In Soviet Russia, Boilerplate Scrap You

7 Jun 2013haskell

I’ve been working on BayesHive with Tom Nielsen for something like six months now, and it’s been a lot of fun. We’ve been ironing bugs out of the back-end of the system, which implements a probabilistic functional language (called Baysig). We found an entertaining thing the other day–I raised the bug report, Tom found out what was going on, and I laughed quite a lot when he told me.

We use the Scrap Your Boilerplate generics framework for doing various transformations of the AST of the Baysig language. It’s a great way to define transformations of complex hierarchical data structures in a nice compact way. It does have a trap for the unwary though...

Let’s look at some Haskell. We start with a language pragma so we can derive instances of Data and Typeable in a minute, and we import the main SYB generics module:

{-# LANGUAGE DeriveDataTypeable #-}

import Data.Generics

We’re going to look at a very simple example, where we represent the types of identifiers using a simple association list. Here’s a first attempt:

type Id1 = String
type Type1 = String
type AList1 = [(String, String)]

alist1 = [("f", "int"), ("g", "long"), ("h", "string")]

We just define type aliases for the identifier and type, and we define an example association list. Now, suppose we want to be able to rename identifiers. We can write a function that’s suitable for use with SYB very simply:

rename1 :: String -> String -> (String -> String)
rename1 from to s
  | s == from = to
  | otherwise = s

And here’s how we use it–mkT makes a generic transformer from a function, and everywhere applies it everywhere on a data structure:

λ > everywhere (mkT (rename1 "f" "fnew")) alist1
[("fnew","int"),("g","long"),("h","string")]

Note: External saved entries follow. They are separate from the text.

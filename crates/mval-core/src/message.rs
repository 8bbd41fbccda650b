//! # Message Templates
//!
//! Error messages are templates with `{name|param=value|...}` placeholders.
//! Each placeholder names one [`Arg`] attached to the error; the optional
//! `key=value` tokens are parameters passed to that argument's formatter.
//!
//! Rendering happens only when a report is materialized, never during
//! traversal, so a finished [`ErrorsCollection`](crate::ErrorsCollection) can
//! be rendered many times (e.g. once per translation).
//!
//! ## Placeholder Rules
//!
//! - A placeholder whose parameters are malformed (no `=`, more than one `=`,
//!   a repeated key) is left in the output untouched.
//! - A placeholder naming no argument is left untouched.
//! - A placeholder requesting a parameter the argument does not accept is
//!   left untouched.
//! - Line breaks in the rendered message are replaced with
//!   [`LINE_BREAK_MARKER`] so rendered messages are always single-line.

use std::collections::{BTreeMap, HashMap};
use std::fmt;

use crate::error::TemplateError;

/// Replaces `\r\n`, `\n` and `\r` in rendered messages.
pub const LINE_BREAK_MARKER: char = '¶';

// ─── Arguments ───────────────────────────────────────────────────────

/// A numeric argument value. Integers keep their exact representation.
#[derive(Debug, Clone, Copy, PartialEq)]
pub enum Number {
    /// Any integer that fits in `i128`.
    Int(i128),
    /// A floating point value.
    Float(f64),
}

macro_rules! number_from_int {
    ($($t:ty),*) => {
        $(impl From<$t> for Number {
            fn from(value: $t) -> Self {
                Number::Int(value as i128)
            }
        })*
    };
}

number_from_int!(i8, i16, i32, i64, i128, isize, u8, u16, u32, u64, usize);

impl From<f32> for Number {
    fn from(value: f32) -> Self {
        Number::Float(f64::from(value))
    }
}

impl From<f64> for Number {
    fn from(value: f64) -> Self {
        Number::Float(value)
    }
}

impl fmt::Display for Number {
    fn fmt(&self, f: &mut fmt::Formatter<'_>) -> fmt::Result {
        match self {
            Number::Int(i) => write!(f, "{i}"),
            Number::Float(x) => write!(f, "{x}"),
        }
    }
}

/// A named argument that can be substituted into a message template.
#[derive(Debug, Clone, PartialEq)]
pub enum Arg {
    /// Free text. Parameter `case` accepts `upper` or `lower`.
    Text {
        /// Placeholder name.
        name: String,
        /// The text.
        value: String,
    },
    /// A number. Parameter `precision` fixes the number of decimal places.
    Number {
        /// Placeholder name.
        name: String,
        /// The number.
        value: Number,
    },
    /// A Rust type. Parameter `format` accepts `name` (default) or `fullName`.
    Type {
        /// Placeholder name.
        name: String,
        /// Fully qualified type name from [`std::any::type_name`].
        full_name: &'static str,
    },
}

impl Arg {
    /// A text argument.
    pub fn text(name: impl Into<String>, value: impl Into<String>) -> Self {
        Arg::Text {
            name: name.into(),
            value: value.into(),
        }
    }

    /// A numeric argument.
    pub fn number(name: impl Into<String>, value: impl Into<Number>) -> Self {
        Arg::Number {
            name: name.into(),
            value: value.into(),
        }
    }

    /// A type argument for `T`.
    pub fn type_of<T: ?Sized>(name: impl Into<String>) -> Self {
        Arg::Type {
            name: name.into(),
            full_name: std::any::type_name::<T>(),
        }
    }

    /// The placeholder name.
    pub fn name(&self) -> &str {
        match self {
            Arg::Text { name, .. } | Arg::Number { name, .. } | Arg::Type { name, .. } => name,
        }
    }

    /// Parameter keys this argument understands.
    pub fn allowed_parameters(&self) -> &'static [&'static str] {
        match self {
            Arg::Text { .. } => &["case"],
            Arg::Number { .. } => &["precision"],
            Arg::Type { .. } => &["format"],
        }
    }

    /// Stringify the argument with the given parameters.
    ///
    /// Unknown parameter values fall back to the plain representation.
    pub fn render(&self, parameters: &HashMap<String, String>) -> String {
        match self {
            Arg::Text { value, .. } => match parameters.get("case").map(String::as_str) {
                Some("upper") => value.to_uppercase(),
                Some("lower") => value.to_lowercase(),
                _ => value.clone(),
            },
            Arg::Number { value, .. } => {
                let precision = parameters
                    .get("precision")
                    .and_then(|p| p.parse::<usize>().ok());
                match (value, precision) {
                    (Number::Int(i), Some(0)) => i.to_string(),
                    (Number::Int(i), Some(p)) => format!("{i}.{}", "0".repeat(p)),
                    (Number::Float(x), Some(p)) => format!("{x:.p$}"),
                    (v, None) => v.to_string(),
                }
            }
            Arg::Type { full_name, .. } => match parameters.get("format").map(String::as_str) {
                Some("fullName") => (*full_name).to_string(),
                _ => short_type_name(full_name),
            },
        }
    }
}

/// Strip module paths from a type name, keeping generic structure:
/// `alloc::vec::Vec<core::option::Option<u8>>` becomes `Vec<Option<u8>>`.
fn short_type_name(full: &str) -> String {
    let mut out = String::with_capacity(full.len());
    let mut segment = String::new();
    for c in full.chars() {
        if c.is_alphanumeric() || c == '_' || c == ':' {
            segment.push(c);
        } else {
            out.push_str(segment.rsplit("::").next().unwrap_or(""));
            segment.clear();
            out.push(c);
        }
    }
    out.push_str(segment.rsplit("::").next().unwrap_or(""));
    out
}

// ─── Rendering ───────────────────────────────────────────────────────

/// A parsed `{...}` placeholder.
#[derive(Debug, PartialEq)]
struct Placeholder {
    name: String,
    parameters: HashMap<String, String>,
}

/// Parse the inside of a placeholder. `None` means the placeholder is malformed.
fn parse_placeholder(raw: &str) -> Option<Placeholder> {
    let mut tokens = raw.split('|');
    let name = tokens.next()?.to_string();
    let mut parameters = HashMap::new();
    for token in tokens {
        let mut parts = token.split('=');
        let key = parts.next()?;
        let value = parts.next()?;
        if parts.next().is_some() {
            return None;
        }
        if parameters.insert(key.to_string(), value.to_string()).is_some() {
            return None;
        }
    }
    Some(Placeholder { name, parameters })
}

/// Resolve one placeholder against the argument list.
fn substitute(raw: &str, args: &HashMap<&str, &Arg>) -> Option<String> {
    let placeholder = parse_placeholder(raw)?;
    let arg = args.get(placeholder.name.as_str())?;
    let allowed = arg.allowed_parameters();
    if placeholder
        .parameters
        .keys()
        .any(|k| !allowed.contains(&k.as_str()))
    {
        return None;
    }
    Some(arg.render(&placeholder.parameters))
}

/// Render a message template with its arguments.
///
/// Identical placeholders are resolved once. The output never contains a
/// line break.
///
/// # Errors
///
/// Returns [`TemplateError::DuplicateArgument`] if two arguments share a name.
pub fn render(template: &str, args: &[Arg]) -> Result<String, TemplateError> {
    let mut by_name: HashMap<&str, &Arg> = HashMap::with_capacity(args.len());
    for arg in args {
        if by_name.insert(arg.name(), arg).is_some() {
            return Err(TemplateError::DuplicateArgument(arg.name().to_string()));
        }
    }

    let mut resolved: BTreeMap<&str, Option<String>> = BTreeMap::new();
    let mut out = String::with_capacity(template.len());
    let mut rest = template;

    while let Some(open) = rest.find('{') {
        let Some(close) = rest[open..].find('}').map(|c| open + c) else {
            break;
        };
        out.push_str(&rest[..open]);
        let raw = &rest[open + 1..close];
        let value = resolved
            .entry(raw)
            .or_insert_with(|| substitute(raw, &by_name));
        match value {
            Some(v) => out.push_str(v),
            None => out.push_str(&rest[open..=close]),
        }
        rest = &rest[close + 1..];
    }
    out.push_str(rest);

    Ok(replace_line_breaks(&out))
}

fn replace_line_breaks(message: &str) -> String {
    let is_break = |c: char| c == '\r' || c == '\n';
    if !message.contains(is_break) {
        return message.to_string();
    }
    let marker = LINE_BREAK_MARKER.to_string();
    message
        .replace("\r\n", &marker)
        .replace(is_break, &marker)
}

#[cfg(test)]
mod tests {
    use super::*;

    #[test]
    fn test_plain_template_passthrough() {
        assert_eq!(render("Required", &[]).unwrap(), "Required");
    }

    #[test]
    fn test_substitutes_named_argument() {
        let args = [Arg::number("min", 3)];
        assert_eq!(
            render("Must be at least {min} characters", &args).unwrap(),
            "Must be at least 3 characters"
        );
    }

    #[test]
    fn test_repeated_placeholder_substituted_everywhere() {
        let args = [Arg::text("x", "a")];
        assert_eq!(render("{x}-{x}-{x}", &args).unwrap(), "a-a-a");
    }

    #[test]
    fn test_parameters_passed_to_argument() {
        let args = [Arg::text("who", "Bob"), Arg::number("max", 2.5)];
        assert_eq!(
            render("{who|case=upper} <= {max|precision=3}", &args).unwrap(),
            "BOB <= 2.500"
        );
    }

    #[test]
    fn test_integer_with_precision() {
        let args = [Arg::number("n", 7u8)];
        assert_eq!(render("{n|precision=2}", &args).unwrap(), "7.00");
    }

    #[test]
    fn test_large_integers_render_exactly() {
        let args = [Arg::number("n", u64::MAX)];
        assert_eq!(
            render("{n|precision=0}", &args).unwrap(),
            "18446744073709551615"
        );
        assert_eq!(
            render("{n|precision=1}", &args).unwrap(),
            "18446744073709551615.0"
        );
        let args = [Arg::number("n", i128::MIN)];
        assert_eq!(
            render("{n|precision=2}", &args).unwrap(),
            format!("{}.00", i128::MIN)
        );
        assert_eq!(render("{n}", &args).unwrap(), i128::MIN.to_string());
    }

    #[test]
    fn test_unknown_argument_left_untouched() {
        let args = [Arg::text("a", "1")];
        assert_eq!(render("{b} and {a}", &args).unwrap(), "{b} and 1");
    }

    #[test]
    fn test_disallowed_parameter_leaves_placeholder() {
        let args = [Arg::text("a", "1")];
        assert_eq!(render("{a|precision=2}", &args).unwrap(), "{a|precision=2}");
    }

    #[test]
    fn test_malformed_parameters_leave_placeholder() {
        let args = [Arg::text("a", "x")];
        assert_eq!(render("{a|case}", &args).unwrap(), "{a|case}");
        assert_eq!(render("{a|case=upper=lower}", &args).unwrap(), "{a|case=upper=lower}");
        assert_eq!(
            render("{a|case=upper|case=lower}", &args).unwrap(),
            "{a|case=upper|case=lower}"
        );
    }

    #[test]
    fn test_duplicate_argument_names_fail_fast() {
        let args = [Arg::text("a", "1"), Arg::number("a", 2)];
        assert_eq!(
            render("{a}", &args),
            Err(TemplateError::DuplicateArgument("a".into()))
        );
    }

    #[test]
    fn test_line_breaks_replaced() {
        let args = [Arg::text("v", "x\ny")];
        assert_eq!(render("a\r\nb\r{v}", &args).unwrap(), "a¶b¶x¶y");
    }

    #[test]
    fn test_unclosed_brace_kept() {
        assert_eq!(render("open { brace", &[]).unwrap(), "open { brace");
    }

    #[test]
    fn test_type_argument_formats() {
        let args = [Arg::type_of::<Vec<Option<u8>>>("t")];
        assert_eq!(render("{t}", &args).unwrap(), "Vec<Option<u8>>");
        let full = render("{t|format=fullName}", &args).unwrap();
        assert!(full.starts_with("alloc::vec::Vec<"));
    }

    #[test]
    fn test_parse_placeholder() {
        let p = parse_placeholder("max|precision=2").unwrap();
        assert_eq!(p.name, "max");
        assert_eq!(p.parameters.get("precision").map(String::as_str), Some("2"));
        assert!(parse_placeholder("max|precision").is_none());
    }
}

That looks fine! Let’s try another example:

λ > everywhere (mkT (rename1 "g" "gnew")) alist1
[("f","int"),("gnew","longnew"),("h","stringnew")]

Uh-oh. That’s quite a bit less fine! As well as renaming g to gnew, we seem to have renamed long to longnew and string to stringnew, which was definitely not what we intended.

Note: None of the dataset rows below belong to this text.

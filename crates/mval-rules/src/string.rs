//! # String Rules
//!
//! Length, content and format checks for members whose value reads as
//! `&str`. Lengths are measured in `char`s.

use mval_core::{Arg, Error};
use mval_engine::MemberSpec;

use crate::messages;

const EMAIL_MIN_LEN: usize = 3;
const EMAIL_LOCAL_MAX_LEN: usize = 64;
const EMAIL_DOMAIN_MAX_LEN: usize = 255;

/// String checks on a member.
pub trait StringRules {
    /// The value has at least one character.
    fn not_empty(&mut self) -> &mut Self;

    /// The value has at least one non-whitespace character. The empty
    /// string passes; pair with [`not_empty`](Self::not_empty) to reject it.
    fn not_whitespace(&mut self) -> &mut Self;

    /// At least `min` characters.
    fn min_length(&mut self, min: usize) -> &mut Self;

    /// At most `max` characters.
    fn max_length(&mut self, max: usize) -> &mut Self;

    /// Between `min` and `max` characters, both inclusive.
    fn length_between(&mut self, min: usize, max: usize) -> &mut Self;

    /// A plausible email address, see [`is_email`].
    fn email(&mut self) -> &mut Self;

    /// The value contains `needle`.
    fn contains(&mut self, needle: impl Into<String>) -> &mut Self;
}

impl<M, V> StringRules for MemberSpec<M, V>
where
    M: 'static,
    V: AsRef<str> + 'static,
{
    fn not_empty(&mut self) -> &mut Self {
        self.rule_with_error(
            |v: &V| !v.as_ref().is_empty(),
            Error::new(messages::NOT_EMPTY),
        )
    }

    fn not_whitespace(&mut self) -> &mut Self {
        self.rule_with_error(
            |v: &V| {
                let s = v.as_ref();
                s.is_empty() || !s.trim().is_empty()
            },
            Error::new(messages::NOT_WHITESPACE),
        )
    }

    fn min_length(&mut self, min: usize) -> &mut Self {
        self.rule_with_error(
            move |v: &V| char_len(v.as_ref()) >= min,
            Error::with_args(messages::MIN_LENGTH, vec![Arg::number("min", min)]),
        )
    }

    fn max_length(&mut self, max: usize) -> &mut Self {
        self.rule_with_error(
            move |v: &V| char_len(v.as_ref()) <= max,
            Error::with_args(messages::MAX_LENGTH, vec![Arg::number("max", max)]),
        )
    }

    fn length_between(&mut self, min: usize, max: usize) -> &mut Self {
        self.rule_with_error(
            move |v: &V| (min..=max).contains(&char_len(v.as_ref())),
            Error::with_args(
                messages::LENGTH_BETWEEN,
                vec![Arg::number("min", min), Arg::number("max", max)],
            ),
        )
    }

    fn email(&mut self) -> &mut Self {
        self.rule_with_error(|v: &V| is_email(v.as_ref()), Error::new(messages::EMAIL))
    }

    fn contains(&mut self, needle: impl Into<String>) -> &mut Self {
        let needle = needle.into();
        let error = Error::with_args(messages::CONTAINS, vec![Arg::text("value", needle.clone())]);
        self.rule_with_error(move |v: &V| v.as_ref().contains(needle.as_str()), error)
    }
}

fn char_len(s: &str) -> usize {
    s.chars().count()
}

/// Basic email shape check.
///
/// Accepts `local@domain` where:
/// - there is exactly one `@` and the whole address has at least 3 bytes;
/// - the local part is 1..=64 bytes of alphanumerics or `._-+`;
/// - the domain is 1..=255 bytes of alphanumerics, `.` or `-`, contains a
///   dot, has no `..`, and neither starts nor ends with `.` or `-`.
pub fn is_email(value: &str) -> bool {
    if value.len() < EMAIL_MIN_LEN {
        return false;
    }
    let Some((local, domain)) = value.split_once('@') else {
        return false;
    };
    if domain.contains('@') {
        return false;
    }

    let local_ok = !local.is_empty()
        && local.len() <= EMAIL_LOCAL_MAX_LEN
        && local
            .chars()
            .all(|c| c.is_alphanumeric() || matches!(c, '.' | '_' | '-' | '+'));
    if !local_ok {
        return false;
    }

    !domain.is_empty()
        && domain.len() <= EMAIL_DOMAIN_MAX_LEN
        && domain.contains('.')
        && !domain.contains("..")
        && !domain.starts_with(['.', '-'])
        && !domain.ends_with(['.', '-'])
        && domain
            .chars()
            .all(|c| c.is_alphanumeric() || matches!(c, '.' | '-'))
}

#[cfg(test)]
mod tests {
    use super::*;
    use mval_core::{ErrorsCollection, ExecutionOptions};
    use mval_engine::{compile, specification, ModelSpec};

    struct Account {
        login: String,
    }

    fn check<S>(login: &str, spec: S) -> ErrorsCollection
    where
        S: Fn(&mut MemberSpec<Account, String>) + Send + Sync + 'static,
    {
        let validator = compile(&specification(move |s: &mut ModelSpec<Account>| {
            s.member("login", |a| &a.login, |m| spec(m));
        }))
        .unwrap();
        let account = Account {
            login: login.to_string(),
        };
        validator
            .validate(&account, &ExecutionOptions::default())
            .unwrap()
    }

    fn rendered(result: &ErrorsCollection) -> Vec<String> {
        result
            .member("login")
            .map(|node| node.errors().iter().map(|e| e.render().unwrap()).collect())
            .unwrap_or_default()
    }

    #[test]
    fn test_is_email_accepts_common_addresses() {
        assert!(is_email("user@example.com"));
        assert!(is_email("first.last+tag@mail.example.org"));
        assert!(is_email("a_b-c@sub-domain.example.io"));
    }

    #[test]
    fn test_is_email_rejects_malformed_addresses() {
        for bad in [
            "a@@b",
            "a@b",
            "@example.com",
            "user@",
            "user@.example.com",
            "user@example.com.",
            "user@-example.com",
            "user@example..com",
            "us er@example.com",
            "user@exa_mple.com",
            "a@b@c.com",
            "",
        ] {
            assert!(!is_email(bad), "{bad:?} should be rejected");
        }
    }

    #[test]
    fn test_is_email_enforces_part_lengths() {
        let local = "a".repeat(65);
        assert!(!is_email(&format!("{local}@example.com")));
        let local = "a".repeat(64);
        assert!(is_email(&format!("{local}@example.com")));
        let domain = format!("{}.com", "d".repeat(252));
        assert!(!is_email(&format!("a@{domain}")));
    }

    #[test]
    fn test_email_rule_reports_default_message() {
        let result = check("a@@b", |m| {
            m.email();
        });
        assert_eq!(rendered(&result), vec![messages::EMAIL.to_string()]);
    }

    #[test]
    fn test_not_empty_and_not_whitespace() {
        let result = check("", |m| {
            m.not_empty().not_whitespace();
        });
        assert_eq!(rendered(&result), vec![messages::NOT_EMPTY.to_string()]);

        let result = check("   ", |m| {
            m.not_empty().not_whitespace();
        });
        assert_eq!(rendered(&result), vec![messages::NOT_WHITESPACE.to_string()]);
    }

    #[test]
    fn test_length_rules_render_bounds() {
        let result = check("ab", |m| {
            m.min_length(3).max_length(1).length_between(5, 8);
        });
        assert_eq!(
            rendered(&result),
            vec![
                "Must be at least 3 characters in length".to_string(),
                "Must be at most 1 characters in length".to_string(),
                "Must be between 5 and 8 characters in length".to_string(),
            ]
        );
    }

    #[test]
    fn test_length_counts_chars_not_bytes() {
        let result = check("żółw", |m| {
            m.max_length(4);
        });
        assert!(result.is_empty());
    }

    #[test]
    fn test_contains_renders_needle_with_case_parameter() {
        let result = check("guest", |m| {
            m.contains("admin");
        });
        let login = result.member("login").unwrap();
        assert_eq!(login.errors()[0].render().unwrap(), "Must contain 'admin'");
        assert_eq!(
            login.errors()[0].render_as("Needs {value|case=upper}").unwrap(),
            "Needs ADMIN"
        );
    }

    #[test]
    fn test_with_message_keeps_rule_arguments() {
        let result = check("ab", |m| {
            m.min_length(6).with_message("Too short, need {min}");
        });
        assert_eq!(rendered(&result), vec!["Too short, need 6".to_string()]);
    }

    #[test]
    fn test_rules_apply_to_str_slices() {
        struct Static {
            code: &'static str,
        }
        let validator = compile(&specification(|s: &mut ModelSpec<Static>| {
            s.member("code", |c| &c.code, |m| {
                m.length_between(2, 3);
            });
        }))
        .unwrap();
        let result = validator
            .validate(&Static { code: "abcd" }, &ExecutionOptions::default())
            .unwrap();
        assert_eq!(result.error_count(), 1);
    }
}

#[cfg(test)]
mod proptests {
    use super::*;
    use proptest::prelude::*;

    proptest! {
        /// Generated well-formed addresses pass.
        #[test]
        fn generated_addresses_are_emails(
            local in "[a-z0-9][a-z0-9._+-]{0,20}",
            label in "[a-z0-9]{1,10}",
            tld in "[a-z]{2,6}",
        ) {
            let address = format!("{local}@{label}.{tld}");
            prop_assert!(is_email(&address));
        }

        /// Any string with two `@` is rejected.
        #[test]
        fn double_at_is_never_an_email(a in "[a-z.]{0,8}", b in "[a-z.]{0,8}", c in "[a-z.]{0,8}") {
            let candidate = format!("{a}@{b}@{c}");
            prop_assert!(!is_email(&candidate));
        }
    }
}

What’s happening here is, in retrospect, really obvious, but it’s quite a bit harder to spot once you get this sort of problem cropping up in a large codebase. SYB works by matching on constructors, and when you say everywhere, SYB interprets “everywhere” really to mean everywhere. Given a string, which unfortunately is just a list of characters, SYB will traverse into the string. When we write mkT (rename1 "g" "gnew"), we’re thus producing a generic transformer that will match any string whose suffix is "g", not just exact matches for "g".

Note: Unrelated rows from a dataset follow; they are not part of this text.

//! # Presence and Collections
//!
//! The executor needs two facts about a member value that Rust types do not
//! state uniformly: whether the value "exists" (drives required-error
//! semantics) and, for collection rules, how to enumerate its items.
//!
//! [`Presence`] answers the first. `Option<T>` is present iff `Some`, smart
//! pointers delegate to their target, and everything else is present by
//! default. Model types used as members opt in with an empty impl:
//!
//! ```
//! use mval_engine::Presence;
//!
//! struct Address {
//!     street: String,
//! }
//!
//! impl Presence for Address {}
//! ```
//!
//! [`Collection`] answers the second for the std sequence and set types.

use std::collections::{BTreeMap, BTreeSet, HashMap, HashSet, LinkedList, VecDeque};
use std::rc::Rc;
use std::sync::Arc;

/// Whether a member value exists for validation purposes.
pub trait Presence {
    /// True unless the value represents absence.
    fn is_present(&self) -> bool {
        true
    }
}

impl<T> Presence for Option<T> {
    fn is_present(&self) -> bool {
        self.is_some()
    }
}

impl<T: Presence + ?Sized> Presence for Box<T> {
    fn is_present(&self) -> bool {
        (**self).is_present()
    }
}

impl<T: Presence + ?Sized> Presence for Arc<T> {
    fn is_present(&self) -> bool {
        (**self).is_present()
    }
}

impl<T: Presence + ?Sized> Presence for Rc<T> {
    fn is_present(&self) -> bool {
        (**self).is_present()
    }
}

impl<T: Presence + ?Sized> Presence for &T {
    fn is_present(&self) -> bool {
        (**self).is_present()
    }
}

macro_rules! always_present {
    ($($t:ty),* $(,)?) => {
        $(impl Presence for $t {})*
    };
}

always_present!(
    (), bool, char, i8, i16, i32, i64, i128, isize, u8, u16, u32, u64, u128, usize, f32, f64,
    str, String,
);

impl<T> Presence for [T] {}
impl<T, const N: usize> Presence for [T; N] {}
impl<T> Presence for Vec<T> {}
impl<T> Presence for VecDeque<T> {}
impl<T> Presence for LinkedList<T> {}
impl<T> Presence for BTreeSet<T> {}
impl<T, S> Presence for HashSet<T, S> {}
impl<K, V> Presence for BTreeMap<K, V> {}
impl<K, V, S> Presence for HashMap<K, V, S> {}

/// A value whose items can be validated one by one.
pub trait Collection {
    /// Item type.
    type Item;

    /// Iterator over borrowed items.
    type Iter<'a>: Iterator<Item = &'a Self::Item>
    where
        Self: 'a;

    /// Items in iteration order. Their position becomes the error key.
    fn items(&self) -> Self::Iter<'_>;
}

impl<T> Collection for Vec<T> {
    type Item = T;
    type Iter<'a> = std::slice::Iter<'a, T> where Self: 'a;

    fn items(&self) -> Self::Iter<'_> {
        self.iter()
    }
}

impl<T, const N: usize> Collection for [T; N] {
    type Item = T;
    type Iter<'a> = std::slice::Iter<'a, T> where Self: 'a;

    fn items(&self) -> Self::Iter<'_> {
        self.iter()
    }
}

impl<T> Collection for Box<[T]> {
    type Item = T;
    type Iter<'a> = std::slice::Iter<'a, T> where Self: 'a;

    fn items(&self) -> Self::Iter<'_> {
        self.iter()
    }
}

impl<T> Collection for VecDeque<T> {
    type Item = T;
    type Iter<'a> = std::collections::vec_deque::Iter<'a, T> where Self: 'a;

    fn items(&self) -> Self::Iter<'_> {
        self.iter()
    }
}

impl<T> Collection for LinkedList<T> {
    type Item = T;
    type Iter<'a> = std::collections::linked_list::Iter<'a, T> where Self: 'a;

    fn items(&self) -> Self::Iter<'_> {
        self.iter()
    }
}

impl<T> Collection for BTreeSet<T> {
    type Item = T;
    type Iter<'a> = std::collections::btree_set::Iter<'a, T> where Self: 'a;

    fn items(&self) -> Self::Iter<'_> {
        self.iter()
    }
}

impl<T, S> Collection for HashSet<T, S> {
    type Item = T;
    type Iter<'a> = std::collections::hash_set::Iter<'a, T> where Self: 'a;

    fn items(&self) -> Self::Iter<'_> {
        self.iter()
    }
}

What’s cute about this is that it is exactly correct behaviour, but still very surprising until you think about it for two minutes. It’s very easy to fall into the habit of thinking of strings in Haskell as atomic values, but they’re not. They’re just lists of characters, built from [] and (:), and SYB will happily traverse into them just like it will into any other ADT. (Of course, we shouldn’t be using String at all. That’s what Text is for. But we’ve not got round to going through the Baysig compiler code with the hot swift sword of Textification yet.)

So, how to fix it with the least pain? Pretty obvious really. Just wrap our identifier and type types in a newtype:

newtype Id2 = Id String deriving (Eq, Show, Data, Typeable)
newtype Type2 = Type String deriving (Eq, Show, Data, Typeable)

alist2 = [(Id "f", Type "int"), (Id "g", Type "long"), (Id "h", Type "string")]

The new constructors that this introduces allow us to write a renaming function that does what we want:

rename2 :: String -> String -> (Id2 -> Id2)
rename2 from to s
  | s == (Id from) = (Id to)
  | otherwise = s

Now, SYB doesn’t traverse into the data structure past the newtype wrapper, and our renaming happens correctly:

λ > everywhere (mkT (rename2 "f" "fnew")) alist2
[(Id "fnew",Type "int"),(Id "g",Type "long"),(Id "h",Type "string")]
λ > everywhere (mkT (rename2 "g" "gnew")) alist2
[(Id "f",Type "int"),(Id "gnew",Type "long"),(Id "h",Type "string")]

In the end, quite a little thing. But it did amuse me.